Monastic life at Cernica
Constantine entered Cernica in 1807 at the age of twenty and was tonsured a monk on November 9, 1808, taking the name Callinicus. His progress in the community was rapid: he was ordained deacon in December 1808 and priest in February 1813, and was eventually elevated to the rank of archimandrite by Metropolitan Dionysius Lupu.
After the death of his predecessor as superior, the brethren elected him igumen on December 14, 1818, when he was about thirty years old. He went on to govern Cernica for thirty-two years, in addition to overseeing other monasteries and sketes and supervising a number of parish churches. By tradition he kept a severe ascetic regimen, permitting himself only three hours of sleep each day.
Building works
As igumen, Callinicus directed an ambitious program of construction and restoration. The sources credit him with completing a church dedicated to Saint Nicholas on an island at Cernica in under two years and furnishing it fully, and with raising a large church dedicated to Saint George between 1823 and 1836.

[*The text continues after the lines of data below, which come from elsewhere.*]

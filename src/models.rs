use std::fmt;

use chrono::{NaiveDate, NaiveTime};
use serde::{Deserialize, Serialize};

#[derive(Debug, Clone, Copy, PartialEq, Eq, Hash, Serialize, Deserialize)]
pub enum ProductionShift {
    Morning,
    Afternoon,
    Night,
}

impl ProductionShift {
    pub const ALL: [ProductionShift; 3] = [
        ProductionShift::Morning,
        ProductionShift::Afternoon,
        ProductionShift::Night,
    ];

    pub fn as_str(&self) -> &'static str {
        match self {
            ProductionShift::Morning => "Morning",
            ProductionShift::Afternoon => "Afternoon",
            ProductionShift::Night => "Night",
        }
    }
}

impl fmt::Display for ProductionShift {
    fn fmt(&self, f: &mut fmt::Formatter<'_>) -> fmt::Result {
        f.write_str(self.as_str())
    }
}

#[derive(Debug, Clone, Copy, PartialEq, Eq, Hash, Serialize, Deserialize)]
pub enum DefectCategory {
    Cosmetic,
    Functional,
    Critical,
}

impl DefectCategory {
    pub fn from_severity(severity: u8) -> Self {
        if severity > 7 {
            DefectCategory::Critical
        } else if severity > 4 {
            DefectCategory::Functional
        } else {
            DefectCategory::Cosmetic
        }
    }

    pub fn as_str(&self) -> &'static str {
        match self {
            DefectCategory::Cosmetic => "Cosmetic",
            DefectCategory::Functional => "Functional",
            DefectCategory::Critical => "Critical",
        }
    }
}

impl fmt::Display for DefectCategory {
    fn fmt(&self, f: &mut fmt::Formatter<'_>) -> fmt::Result {
        f.write_str(self.as_str())
    }
}

#[derive(Debug, Clone, Serialize, Deserialize)]
pub struct DefectRecord {
    pub id: u32,
    pub date: NaiveDate,
    pub time: NaiveTime,
    pub defect_name: String,
    pub station: String,
    pub part_of_car: String,
    pub car_model: String,
    pub motor_type: String,
    pub design_package: String,
    pub production_shift: ProductionShift,
    pub defect_category: DefectCategory,
    pub reporter: String,
    pub part_number: String,
    pub severity_rating: u8,
    pub resolution_time: f64,
    pub root_cause_identified: bool,
    pub flagged: bool,
    pub status: String,
    pub note: String,
}

impl DefectRecord {
    pub fn root_cause_label(&self) -> &'static str {
        if self.root_cause_identified {
            "Yes"
        } else {
            "No"
        }
    }

    pub fn search_fields(&self) -> Vec<String> {
        vec![
            self.id.to_string(),
            self.date.to_string(),
            self.time.format("%H:%M").to_string(),
            self.defect_name.clone(),
            self.station.clone(),
            self.part_of_car.clone(),
            self.car_model.clone(),
            self.motor_type.clone(),
            self.design_package.clone(),
            self.production_shift.to_string(),
            self.defect_category.to_string(),
            self.reporter.clone(),
            self.part_number.clone(),
            self.severity_rating.to_string(),
            self.resolution_time.to_string(),
            self.root_cause_label().to_string(),
            self.flagged.to_string(),
            self.status.clone(),
            self.note.clone(),
        ]
    }
}

#[derive(Debug, Clone, Copy, Serialize)]
pub struct MetricBounds {
    pub mean: f64,
    pub std_dev: f64,
    pub lower: f64,
    pub upper: f64,
}

#[derive(Debug, Clone, Copy, Serialize)]
pub struct OutlierBounds {
    pub resolution_time: MetricBounds,
    pub severity: MetricBounds,
    pub threshold: f64,
}

#[derive(Debug, Clone, Serialize)]
pub struct GroupedCount {
    pub key: String,
    pub count: usize,
}

#[derive(Debug, Clone, Serialize)]
pub struct GroupedAverage {
    pub key: String,
    pub count: usize,
    pub average: f64,
}

#[derive(Debug, Clone, Serialize)]
pub struct ParetoRow {
    pub key: String,
    pub count: usize,
    pub pct: f64,
    pub cum_pct: f64,
}

#[derive(Debug, Clone, Serialize)]
pub struct HeatmapCell {
    pub defect: String,
    pub station: String,
    pub shift: ProductionShift,
    pub count: usize,
}

#[derive(Debug, Clone, Serialize)]
pub struct HeatmapView {
    pub defects: Vec<String>,
    pub stations: Vec<String>,
    pub shifts: Vec<ProductionShift>,
    pub cells: Vec<HeatmapCell>,
    pub max: usize,
}

#[derive(Debug, Clone, Serialize)]
pub struct TriadAggregate {
    pub defect_name: String,
    pub station: String,
    pub part_of_car: String,
    pub count: usize,
    pub avg_severity: f64,
    pub avg_resolution_time: f64,
    pub root_cause_open: usize,
    pub score: f64,
}

#[derive(Debug, Clone, Serialize)]
pub struct TriadViews {
    pub by_count: Vec<TriadAggregate>,
    pub by_score: Vec<TriadAggregate>,
}

#[derive(Debug, Clone, Serialize)]
pub struct DimensionStat {
    pub key: String,
    pub count: usize,
    pub avg_severity: f64,
    pub avg_resolution_time: f64,
}

#[derive(Debug, Clone, Serialize)]
pub struct ShiftStat {
    pub shift: ProductionShift,
    pub count: usize,
    pub avg_severity: f64,
    pub avg_resolution_time: f64,
}

#[derive(Debug, Clone, Serialize)]
pub struct ShiftDelta {
    pub from: ProductionShift,
    pub to: ProductionShift,
    pub delta: i64,
}

#[derive(Debug, Clone, Serialize)]
pub struct ExplorerResult {
    pub target: String,
    pub total: usize,
    pub top_stations: Vec<DimensionStat>,
    pub top_parts: Vec<DimensionStat>,
    pub shift_stats: Vec<ShiftStat>,
    pub shift_deltas: Vec<ShiftDelta>,
    pub samples: Vec<DefectRecord>,
}

#[derive(Debug, Clone, Serialize)]
pub struct QuickAction {
    pub label: String,
    pub search_filter: String,
    pub count: usize,
    pub avg_severity: f64,
    pub avg_resolution_time: f64,
    pub score: f64,
}

pub fn round2(value: f64) -> f64 {
    (value * 100.0).round() / 100.0
}

#[cfg(test)]
mod tests {
    use super::*;

    #[test]
    fn category_tiers_follow_severity() {
        assert_eq!(DefectCategory::from_severity(2), DefectCategory::Cosmetic);
        assert_eq!(DefectCategory::from_severity(4), DefectCategory::Cosmetic);
        assert_eq!(DefectCategory::from_severity(5), DefectCategory::Functional);
        assert_eq!(DefectCategory::from_severity(7), DefectCategory::Functional);
        assert_eq!(DefectCategory::from_severity(8), DefectCategory::Critical);
        assert_eq!(DefectCategory::from_severity(10), DefectCategory::Critical);
    }

    #[test]
    fn round2_keeps_two_decimals() {
        assert_eq!(round2(33.333333), 33.33);
        assert_eq!(round2(100.0), 100.0);
        assert_eq!(round2(0.125), 0.13);
    }
}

He also carried out restoration following the earthquake of 1838, built the church at the Skete of Pasarea (1846–1847) and a church in Buesti, and added stone houses and barns to the monastic establishment.
Episcopate at Ramnicu Valcea
Elected Bishop of Ramnicu Valcea on September 14, 1850, Callinicus accepted the office only reluctantly and held it for roughly seventeen years. As bishop he is recorded as visiting churches and monasteries throughout the diocese and correcting matters that were not in proper order.
He gave particular attention to education and to rebuilding. He opened a seminary at Craiova in 1851 and moved it back to Ramnic in 1854, established schools to prepare church singers, began raising a new episcopal cathedral, and rebuilt an infirmary within the episcopal residence.
Charity and ascetic reputation
By tradition Saint Callinicus died in poverty, having given away what he had to widows and orphans and toward the building of churches and other charitable purposes. The synaxarion accounts also relate that he was credited with healings, with knowledge of others' unspoken thoughts, and with foreknowledge of deaths, including his own.
He returned to Cernica in 1867 and reposed there on April 11, 1868. Metropolitan Niphon conducted his funeral, and he was buried in the narthex of the Church of Saint George at Cernica.